--- Exercise objective ---
Each line below from the one containing "- The dominant" through the one containing "of labels with" is to be given again exactly, and no line outside that span.

Segment Start: Dataset excerpts

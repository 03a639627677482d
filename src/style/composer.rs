use std::fmt::Write as _;

use crate::style::catalog::PlatformCatalog;
use crate::style::medium::ImageMediumType;

const GENERIC_DIRECTIVE: &str = r#"You are an expert at analyzing images and extracting their transferable visual style.

ANALYZE THESE SPECIFIC ELEMENTS:
- Medium and technique: how the image was made and what tools it implies
- Lighting: quality, direction, contrast and mood
- Color: palette, saturation, temperature and grading
- Texture and surface: grain, brushwork, line quality, finish
- Composition habits: framing, depth, negative space
- Era or movement the style evokes"#;

fn medium_directive(medium: ImageMediumType) -> &'static str {
    match medium {
        ImageMediumType::Photography => {
            r#"You are an expert at analyzing photographs and extracting their technical and aesthetic characteristics.

ANALYZE THESE SPECIFIC ELEMENTS:

CAMERA & FORMAT:
- Camera feel (DSLR, mirrorless, medium or large format, 35mm or 120 film, phone, instant)
- Visible sensor or film size traits such as depth of field and tonal roll-off

FILM VS DIGITAL:
- For film, name the stock character (warm portrait negative, cool lifted-shadow negative, punchy slide, grainy black and white)
- For digital, describe the sensor look, highlight handling and noise pattern

LENS CHARACTER:
- Focal length feel, from wide and environmental to compressed telephoto
- Bokeh quality, flare, vintage softness or modern clinical sharpness

ERA & GRADING:
- Decade the image evokes and its color grading (film emulation, faded blacks, high contrast)

LIGHTING:
- Hard or soft, natural or artificial, direction and mood"#
        }
        ImageMediumType::TraditionalIllustration => {
            r#"You are an expert at analyzing hand-drawn illustrations and extracting their technique and material characteristics.

ANALYZE THESE SPECIFIC ELEMENTS:

LINE CHARACTER:
- Weight variation, taper and pressure
- Confidence of the stroke: decisive, sketchy, broken or gestural
- Edge treatment and the amount of hand irregularity

TOOLS:
- Pen, brush pen, dip nib, marker, ballpoint, pencil grade, charcoal or conte
- Ink behavior: dense opaque black, translucent layering, sepia tones

HATCHING & SHADING:
- Crosshatching, parallel hatching, stippling, scribble or contour hatching
- Spacing, regularity, direction and layering of the marks

SURFACE:
- Paper tooth and tone, and how untouched paper is used for highlights"#
        }
        ImageMediumType::Painting => {
            r#"You are an expert at analyzing paintings and extracting their medium and technique characteristics.

ANALYZE THESE SPECIFIC ELEMENTS:

MEDIUM:
- Oil, watercolor, acrylic, gouache, pastel, tempera or encaustic
- How the paint sits on the surface: transparency, opacity, buildup

APPLICATION:
- Stroke visibility, from impasto to invisible blending
- Brush or tool feel: flat, round, filbert, palette knife, sponge
- Technique: wet-on-wet, glazing, alla prima, scumbling, dry brush
- Edge quality: lost, found, or a mix of both

COLOR:
- Palette range, mixing approach, temperature shifts and value structure

SURFACE:
- Canvas weave, paper texture or panel smoothness showing through"#
        }
        ImageMediumType::DigitalArt => {
            r#"You are an expert at analyzing digital artwork and extracting its rendering and stylistic characteristics.

ANALYZE THESE SPECIFIC ELEMENTS:

STYLE CATEGORY:
- Digital painting, vector or flat design, cel shading, pixel art, concept art, matte painting, anime or comic styles

RENDERING:
- Brush engine feel: hard round, textured, airbrush, custom textures
- Shading model: flat fills, soft gradients, painterly blending, hard-edged cel shading
- Line work: clean vector strokes, textured digital ink, or lineless

EFFECTS & FINISH:
- Glow, bloom, chromatic aberration, noise overlays, halftone, gradient maps
- Level of polish from loose sketch to fully rendered illustration

COLOR:
- Palette, saturation, lighting color and any limited or duotone schemes"#
        }
        ImageMediumType::Render3d => {
            r#"You are an expert at analyzing 3D renders and extracting their rendering and material characteristics.

ANALYZE THESE SPECIFIC ELEMENTS:

RENDER STYLE:
- Photoreal, stylized, toon-shaded, clay, low-poly, isometric or voxel

MATERIALS:
- Surface response: matte, glossy, subsurface scattering, metallic, translucent
- Texture detail and wear

LIGHTING:
- Studio three-point, HDRI environment, global illumination, volumetrics, rim light

CAMERA & POST:
- Lens feel, depth of field, ambient occlusion, bloom, color grading"#
        }
        ImageMediumType::MixedMedia => {
            r#"You are an expert at analyzing mixed media artwork and extracting how its techniques combine.

ANALYZE THESE SPECIFIC ELEMENTS:

COMPONENTS:
- The dominant medium and each secondary medium present
- Collage elements, photographic fragments, paint, ink, digital overlays

INTEGRATION:
- How layers meet: hard cut edges, blended transitions, torn paper, masks
- Texture contrast between components

UNIFYING TREATMENT:
- Shared palette, grain or finish that ties the pieces together"#
        }
    }
}

/// Inputs for one analysis instruction.
#[derive(Debug, Clone, Copy)]
pub struct CompositionRequest<'a> {
    pub image_count: usize,
    pub guidance: Option<&'a str>,
    pub medium: Option<ImageMediumType>,
}

/// Builds the full instruction text sent to the vision model.
///
/// The output contract is stated three times: an enumeration of labels with
/// their hints, a literal skeleton of the response, and explicit label rules.
pub fn compose_analysis_prompt(catalog: &PlatformCatalog, request: &CompositionRequest<'_>) -> String {
    let mut prompt = String::new();

    let directive = request
        .medium
        .map(medium_directive)
        .unwrap_or(GENERIC_DIRECTIVE);
    prompt.push_str(directive);
    prompt.push_str("\n\nOUTPUT FORMAT:\n");
    let _ = writeln!(
        prompt,
        "Output {} platform-optimized prompts, in this exact order, using EXACTLY this format:\n",
        catalog.len()
    );
    for platform in &catalog.platforms {
        let _ = writeln!(
            prompt,
            "{} [{}, {}]",
            platform.label,
            platform.hint_for(request.medium),
            platform.word_band
        );
    }

    prompt.push_str("\nYour complete response must look like this:\n\n");
    for platform in &catalog.platforms {
        let _ = writeln!(prompt, "{} <prompt text>\n", platform.label);
    }

    prompt.push_str("LABEL RULES:\n");
    let labels = catalog
        .platforms
        .iter()
        .map(|platform| platform.label.as_str())
        .collect::<Vec<_>>()
        .join(", ");
    let _ = writeln!(
        prompt,
        "- Begin each section with its label exactly as written: {labels}"
    );
    prompt.push_str("- Put the prompt text on the same line as its label\n");
    prompt.push_str("- Do not use markdown, bold, headings or numbering around the labels\n");
    prompt.push_str("- Do not write anything before the first label or after the last prompt\n");
    prompt.push_str("\nFocus ONLY on transferable style characteristics, not subject matter.\n\n");

    prompt.push_str(&task_section(request));
    prompt
}

fn task_section(request: &CompositionRequest<'_>) -> String {
    let mut task = String::new();
    if request.image_count <= 1 {
        task.push_str("Analyze this image and extract its visual style characteristics.\n");
    } else {
        let _ = writeln!(
            task,
            "Analyze these {} images and extract their COMMON style characteristics.",
            request.image_count
        );
    }

    if let Some(medium) = request.medium {
        let _ = writeln!(task, "Detected medium: {medium}");
    }

    if let Some(guidance) = request.guidance.filter(|value| !value.trim().is_empty()) {
        let _ = writeln!(task, "\nUser notes: \"{guidance}\"");
        task.push_str(
            "Pay special attention to the aspects the user mentioned while keeping the focus on style over content.\n",
        );
    }

    if request.image_count > 1 {
        task.push_str(
            "\nDescribe only the style patterns shared across the images, not traits of a single one.\n",
        );
    }
    task
}

#[cfg(test)]
mod tests {
    use super::*;
    use crate::style::catalog::builtin_catalog;

    fn request(image_count: usize) -> CompositionRequest<'static> {
        CompositionRequest {
            image_count,
            guidance: None,
            medium: None,
        }
    }

    #[test]
    fn enumerates_labels_in_catalog_order() {
        let catalog = builtin_catalog();
        let prompt = compose_analysis_prompt(&catalog, &request(1));
        let positions: Vec<usize> = ["GPT_IMAGE: [", "FLUX: [", "NANO_BANANA: [", "SEEDREAM: ["]
            .iter()
            .map(|label| prompt.find(label).unwrap())
            .collect();
        assert!(positions.windows(2).all(|pair| pair[0] < pair[1]));
        assert!(prompt.contains("~60-80 words"));
        assert!(prompt.contains("30-100 words"));
        assert!(prompt.contains("SEEDREAM: <prompt text>"));
    }

    #[test]
    fn generic_prompt_has_no_medium_context() {
        let catalog = builtin_catalog();
        let prompt = compose_analysis_prompt(&catalog, &request(1));
        assert!(prompt.starts_with(GENERIC_DIRECTIVE));
        assert!(!prompt.contains("Detected medium"));
        assert!(!prompt.contains("User notes"));
        assert!(prompt.contains("not subject matter"));
    }

    #[test]
    fn medium_specializes_directive_and_hints() {
        let catalog = builtin_catalog();
        let prompt = compose_analysis_prompt(
            &catalog,
            &CompositionRequest {
                image_count: 1,
                guidance: None,
                medium: Some(ImageMediumType::Photography),
            },
        );
        assert!(prompt.starts_with("You are an expert at analyzing photographs"));
        assert!(prompt.contains("Detected medium: PHOTOGRAPHY"));
        assert!(prompt.contains("camera-first: shot type, focal length feel"));
    }

    #[test]
    fn includes_guidance_and_common_style_for_several_images() {
        let catalog = builtin_catalog();
        let prompt = compose_analysis_prompt(
            &catalog,
            &CompositionRequest {
                image_count: 3,
                guidance: Some("focus on the grain"),
                medium: None,
            },
        );
        assert!(prompt.contains("Analyze these 3 images and extract their COMMON style"));
        assert!(prompt.contains("User notes: \"focus on the grain\""));
        assert!(prompt.contains("style over content"));
    }

    #[test]
    fn blank_guidance_is_ignored() {
        let catalog = builtin_catalog();
        let prompt = compose_analysis_prompt(
            &catalog,
            &CompositionRequest {
                image_count: 1,
                guidance: Some("   "),
                medium: None,
            },
        );
        assert!(!prompt.contains("User notes"));
    }

    #[test]
    fn every_medium_has_its_own_directive() {
        let mut seen = std::collections::HashSet::new();
        for medium in ImageMediumType::ALL {
            assert!(seen.insert(medium_directive(medium)));
        }
    }
}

Segment End: Dataset excerpts

--- Output for this exercise ---
- The dominant medium and each secondary medium present
- Collage elements, photographic fragments, paint, ink, digital overlays

INTEGRATION:
- How layers meet: hard cut edges, blended transitions, torn paper, masks
- Texture contrast between components

UNIFYING TREATMENT:
- Shared palette, grain or finish that ties the pieces together"#
        }
    }
}

/// Inputs for one analysis instruction.
#[derive(Debug, Clone, Copy)]
pub struct CompositionRequest<'a> {
    pub image_count: usize,
    pub guidance: Option<&'a str>,
    pub medium: Option<ImageMediumType>,
}

/// Builds the full instruction text sent to the vision model.
///
/// The output contract is stated three times: an enumeration of labels with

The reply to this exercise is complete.